Your right, if you cut a leaf in half its not going to look the same. If you poke holes or tare it it doesnt look the same either. but it does reattach together. If you try it you can see for yourself. If you decide to try it you could post the pics, or just explain what happenned. They dont heal right away but it doesnt take too long.


----------



## OregonMeds (Dec 31, 2008)

I'm really interested in seeing what your dry weight turns out to be. Do you have a scale and will you be weighing it before you start smoking it all?


----------



## waterCooled (Jan 3, 2009)

im back!

So before I left I hung these buds up to dry. I had removed all the leaves with stems from the buds, and hung them up with the smaller single leaflets still intact. I did this because I thought it will add some dry time so I didn't come back to super dry bud. I think it worked! The buds were dry, but the stems were still bendy, and didn't snap. I think this is a great time to put them in a jar for curing. So I ended up removing the rest of the leaves from the bud, so the buds are all bud, no leaf. This was a little difficult with the leaves being dry, but it wasn't too bad. Before I put them in the jar I also removed the smaller buds from the larger stems they were drying on. So I now have a jar full of bud, it looks great. I also have a jar filled with the under canopy popcorn buds - these will be used for butter. 

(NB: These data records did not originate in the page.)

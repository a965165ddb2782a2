//! Configuration module for hevc-swarm
//!
//! Handles loading layered preset files and exposing the flat parameter map
//! consumed by the encoding pipeline, plus the zone configuration derived
//! from presets and command-line overrides.

pub mod preset;
pub mod zone;

pub use preset::*;
pub use zone::*;
//! hevc-swarm core
//!
//! Distributed batch H.265 transcoding: filesystem-atomic job claiming
//! across independent worker processes, bounded local concurrency with
//! graceful shutdown, and the per-job analysis → crop → zones → transcode
//! pipeline with loudness feedback between passes.

pub mod claim;
pub mod command;
pub mod crop;
pub mod encoder;
pub mod jobs;
pub mod probe;
pub mod process;
pub mod scheduler;
pub mod startup;
pub mod zones;

pub use claim::{ClaimError, ClaimOutcome, ClaimRegistry};
pub use command::{
    build_one_pass, build_pass1, build_pass2, merge_x265_params, CommandError, EncodeSettings,
    LoudnessMeasurements,
};
pub use crop::{CropDetector, CropError};
pub use encoder::{parse_loudness_log, EncodeError, EncoderDriver};
pub use jobs::{BatchSummary, EncodingJob, JobStatus};
pub use probe::{Chapter, CropRect, MediaProbe, ProbeError, VideoInfo};
pub use process::{CommandOutput, ProcessError};
pub use scheduler::{
    effective_workers, install_signal_handlers, BatchScheduler, SchedulerConfig, SchedulerError,
    ShutdownFlag,
};
pub use startup::{check_toolchain, StartupError};
pub use zones::plan_zones;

SOOO, the final DRY weight of it all:

*FINAL DRY YIELD:*
top buds: *70 grams*
under canopy popcorn buds: *28 grams*

so all in all I'm pretty happy with the results. I think if I could do one thing different I would have continued adding nutrients until week 8, since I ended up flowering for 10 weeks. In reality I cut the nutes at week 6, so the plant went 4 weeks in just water, no nutes. I could have possibly gotten fatter buds if i knew the flower time would have been so long. 

I haven't smoked it yet... but i plan to tomorrow  I separated about 1/8th for smoking in the next week or two. The rest is in the jar for curing. 

some pics!






left jar is the bud. right bowl is the under canopy popcorn buds


----------



## fishindog (Jan 3, 2009)

Dang man looking good....im scrogging mine right now at the moment too....I hope mine can turnout as good as yours +rep man keep it real


----------



## Astralsearcher (Jan 3, 2009)

dude i dont know how you have resisted smoking it yet! so 98 grams total? dam 3.5 ounces from a 150 is pretty fantastic man!


----------



## waterCooled (Jan 4, 2009)

Astralsearcher said:


> dude i dont know how you have resisted smoking it yet! so 98 grams total? dam 3.5 ounces from a 150 is pretty fantastic man!

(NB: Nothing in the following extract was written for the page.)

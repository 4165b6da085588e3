pub mod dweet;
pub mod http;
pub mod wifi;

haha, yea man i was exaughsted from travel. I didn't want to smoke it for the first time just to fall asleep, i want to experience the full effect!.

*SMOKE REPORT:
holy shit!* that is some incredible weed!

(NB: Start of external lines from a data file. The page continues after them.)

use crate::conn::dweet::{DEFAULT_HOST, DEFAULT_PORT, DEFAULT_THING};
use crate::periph::thermometer::DEFAULT_RANGE;

use anyhow::{anyhow, Context, Result};
use std::env;
use std::fs;
use std::io;
use std::ops::Range;
use std::str::FromStr;
use std::time::Duration;
use toml::Value;

pub const SSID: &str = "SIM_WIFI";
pub const PASS: &str = "SIM_PASS";
pub const SEND_INTERVAL: Duration = Duration::from_secs(5);
pub const HTTP_TIMEOUT: Duration = Duration::from_secs(30);

#[derive(Clone, Debug, PartialEq, Eq)]
pub struct Settings {
    pub ssid: String,
    pub pass: String,
    pub host: String,
    pub port: u16,
    pub thing: String,
    pub interval: Duration,
    pub timeout: Duration,
    pub min: i32,
    pub max: i32,
}

impl Default for Settings {
    fn default() -> Self {
        Settings {
            ssid: SSID.to_string(),
            pass: PASS.to_string(),
            host: DEFAULT_HOST.to_string(),
            port: DEFAULT_PORT,
            thing: DEFAULT_THING.to_string(),
            interval: SEND_INTERVAL,
            timeout: HTTP_TIMEOUT,
            min: DEFAULT_RANGE.start,
            max: DEFAULT_RANGE.end,
        }
    }
}

impl Settings {
    pub fn range(&self) -> Range<i32> {
        self.min..self.max
    }

    pub fn validate(&self) -> Result<()> {
        if self.min >= self.max {
            return Err(anyhow!(
                "temperature range {}..{} is empty",
                self.min,
                self.max
            ));
        }
        if self.port == 0 {
            return Err(anyhow!("port must not be 0"));
        }
        if self.thing.is_empty() {
            return Err(anyhow!("thing name must not be empty"));
        }
        if self.interval.is_zero() {
            return Err(anyhow!("send interval must not be 0"));
        }
        if self.timeout.is_zero() {
            return Err(anyhow!("http timeout must not be 0"));
        }
        Ok(())
    }
}

/// Defaults, then the toml file at `config_path` if present, then env vars.
pub fn read_settings(config_path: &str) -> Result<Settings> {
    let mut settings = match fs::read_to_string(config_path) {
        Ok(s) => parse_settings(&s).with_context(|| format!("bad config {}", config_path))?,
        Err(e) if e.kind() == io::ErrorKind::NotFound => {
            log::info!("File {} not found, using default settings", config_path);
            Settings::default()
        }
        Err(e) => return Err(e).with_context(|| format!("couldn't read {}", config_path)),
    };
    apply_overrides(&mut settings, |k| env::var(k).ok())?;
    settings.validate()?;
    Ok(settings)
}

pub fn parse_settings(contents: &str) -> Result<Settings> {
    let table = Value::from_str(contents)
        .context("Couldn't read config, make sure it follows the toml format")?;
    let mut settings = Settings::default();
    if let Some(ssid) = read_string(&table, "ssid")? {
        settings.ssid = ssid;
    }
    if let Some(pass) = read_string(&table, "pass")? {
        settings.pass = pass;
    }
    if let Some(host) = read_string(&table, "host")? {
        settings.host = host;
    }
    if let Some(port) = read_int(&table, "port")? {
        settings.port = port
            .try_into()
            .map_err(|_| anyhow!("port {} is out of range", port))?;
    }
    if let Some(thing) = read_string(&table, "thing")? {
        settings.thing = thing;
    }
    if let Some(secs) = read_int(&table, "interval_secs")? {
        settings.interval = Duration::from_secs(non_negative("interval_secs", secs)?);
    }
    if let Some(secs) = read_int(&table, "timeout_secs")? {
        settings.timeout = Duration::from_secs(non_negative("timeout_secs", secs)?);
    }
    if let Some(min) = read_int(&table, "min")? {
        settings.min = min.try_into().map_err(|_| anyhow!("min {} too big", min))?;
    }
    if let Some(max) = read_int(&table, "max")? {
        settings.max = max.try_into().map_err(|_| anyhow!("max {} too big", max))?;
    }
    Ok(settings)
}

/// Env-style overrides; `lookup` is `env::var` outside of tests
pub fn apply_overrides<F>(settings: &mut Settings, lookup: F) -> Result<()>
where
    F: Fn(&str) -> Option<String>,
{
    if let Some(ssid) = lookup("WIFI_SSID") {
        settings.ssid = ssid;
    }
    if let Some(pass) = lookup("WIFI_PASS") {
        settings.pass = pass;
    }
    if let Some(host) = lookup("DWEET_HOST") {
        settings.host = host;
    }
    if let Some(port) = lookup("DWEET_PORT") {
        settings.port = port
            .parse::<u16>()
            .with_context(|| format!("DWEET_PORT {:?} is not a port", port))?;
    }
    if let Some(thing) = lookup("DWEET_THING") {
        settings.thing = thing;
    }
    if let Some(secs) = lookup("SEND_INTERVAL_SECS") {
        let secs = secs
            .parse::<u64>()
            .with_context(|| format!("SEND_INTERVAL_SECS {:?} is not a number", secs))?;
        settings.interval = Duration::from_secs(secs);
    }
    Ok(())
}

fn read_string(table: &Value, key: &str) -> Result<Option<String>> {
    match table.get(key) {
        None => Ok(None),
        Some(v) => v
            .as_str()
            .map(|s| Some(s.to_string()))
            .ok_or_else(|| anyhow!("{} must be a string", key)),
    }
}

fn read_int(table: &Value, key: &str) -> Result<Option<i64>> {
    match table.get(key) {
        None => Ok(None),
        Some(v) => v
            .as_integer()
            .map(Some)
            .ok_or_else(|| anyhow!("{} must be an integer", key)),
    }
}

fn non_negative(key: &str, v: i64) -> Result<u64> {
    v.try_into()
        .map_err(|_| anyhow!("{} must not be negative", key))
}

#[cfg(test)]
mod tests {
    use super::*;
    use std::collections::HashMap;

    #[test]
    fn test_defaults() {
        let s = Settings::default();
        assert_eq!(s.host, "dweet.io");
        assert_eq!(s.port, 80);
        assert_eq!(s.thing, "esp32-software-only-demo");
        assert_eq!(s.interval, Duration::from_secs(5));
        assert_eq!(s.range(), 20..40);
        assert!(s.validate().is_ok());
    }

    #[test]
    fn test_parse_partial_file() {
        let s = parse_settings("host = \"localhost\"\nport = 8080\ninterval_secs = 1\n").unwrap();
        assert_eq!(s.host, "localhost");
        assert_eq!(s.port, 8080);
        assert_eq!(s.interval, Duration::from_secs(1));
        assert_eq!(s.thing, DEFAULT_THING);
        assert_eq!(s.ssid, SSID);
    }

    #[test]
    fn test_parse_rejects_bad_values() {
        assert!(parse_settings("port = 70000").is_err());
        assert!(parse_settings("port = \"eighty\"").is_err());
        assert!(parse_settings("interval_secs = -5").is_err());
        assert!(parse_settings("not toml at all [").is_err());
    }

    #[test]
    fn test_overrides() {
        let vars: HashMap<&str, &str> = [
            ("DWEET_HOST", "example.com"),
            ("DWEET_PORT", "8000"),
            ("DWEET_THING", "other-thing"),
            ("SEND_INTERVAL_SECS", "10"),
        ]
        .into_iter()
        .collect();
        let mut s = Settings::default();
        apply_overrides(&mut s, |k| vars.get(k).map(|v| v.to_string())).unwrap();
        assert_eq!(s.host, "example.com");
        assert_eq!(s.port, 8000);
        assert_eq!(s.thing, "other-thing");
        assert_eq!(s.interval, Duration::from_secs(10));
        assert_eq!(s.ssid, SSID);
    }

    #[test]
    fn test_override_bad_port() {
        let mut s = Settings::default();
        let res = apply_overrides(&mut s, |k| (k == "DWEET_PORT").then(|| "x".to_string()));
        assert!(res.is_err());
    }

    #[test]
    fn test_validate() {
        let empty_range = Settings {
            min: 40,
            max: 40,
            ..Default::default()
        };
        assert!(empty_range.validate().is_err());
        let no_thing = Settings {
            thing: String::new(),
            ..Default::default()
        };
        assert!(no_thing.validate().is_err());
        let no_port = Settings {
            port: 0,
            ..Default::default()
        };
        assert!(no_port.validate().is_err());
        let zeros = parse_settings("interval_secs = 0\ntimeout_secs = 0").unwrap();
        assert!(zeros.validate().is_err());
        let no_interval = Settings {
            interval: Duration::ZERO,
            ..Default::default()
        };
        assert!(no_interval.validate().is_err());
        let no_timeout = Settings {
            timeout: Duration::ZERO,
            ..Default::default()
        };
        assert!(no_timeout.validate().is_err());
    }

    #[test]
    fn test_zero_interval_override_fails_validation() {
        let mut s = Settings::default();
        apply_overrides(&mut s, |k| (k == "SEND_INTERVAL_SECS").then(|| "0".to_string())).unwrap();
        assert!(s.validate().is_err());
    }

    #[test]
    fn test_missing_file_uses_defaults() {
        let path = env::temp_dir().join(format!("dweet-sensor-missing-{}.conf", std::process::id()));
        let s = read_settings(path.to_str().unwrap()).unwrap();
        assert_eq!(s.range(), 20..40);
    }

    #[test]
    fn test_unreadable_file_is_an_error() {
        let path = env::temp_dir().join(format!("dweet-sensor-binary-{}.conf", std::process::id()));
        fs::write(&path, [0xff, 0xfe, b'p', b'o', b'r', b't']).unwrap();
        let res = read_settings(path.to_str().unwrap());
        fs::remove_file(&path).ok();
        assert!(res.is_err());
    }

    #[test]
    fn test_directory_path_is_an_error() {
        let dir = env::temp_dir();
        assert!(read_settings(dir.to_str().unwrap()).is_err());
    }
}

I took two hits of this stuff this afternoon, and WOW, extremely high in seconds. i think i harvested at a good time, the high seems to really be a nice mix between head and body high. i'm about to smoke another bowl and watch a movie 

I also making butter out of the popcorn buds right now. I've got it in a crock-pot now, been going about 2.5 hours now. I like it to sit for about 6 hours, good shit! I'm following this guide for the cannabutter, one ive used before with excellent results.
https://www.rollitup.org/view.php?pg=faq&cmd=article&id=313

*YIELD*
I initially didnt really count the popcorn buds into my total yield, but when i was breaking it up into the crock-pot, it's really a lot of quality weed, just very fluffy. so I'm going to call my *official yield 3.5 oz*. 2.5 will be for smoking, and 1.0 is being made into cannabutter right now!

thanks for reading alone everyone! give me a holla if you've got any q's. in the meantime i'll be .


----------



## "SICC" (Jan 4, 2009)

sounds good man,+REP dont get TOO HIGH hahah


----------



## seymourxxx (Jan 4, 2009)

waterCooled said:


> thanks for reading alone everyone! give me a holla if you've got any q's. in the meantime i'll be .


And thank you for keeping up such a great journal! Outstanding! You deserve a medal for that grow!


----------



## grodrowithme (Jan 7, 2009)

Nice plant bro looks goo for 1 plant


----------



## GlassFreak (Jan 8, 2009)

fuck dude this is very cool. i have wanted to do a mini fridge op for a while now, maybe ill use those 25$ ecolight 100w hps things in there. do you just run the fan thats in the fridge or what do you do for ventelation?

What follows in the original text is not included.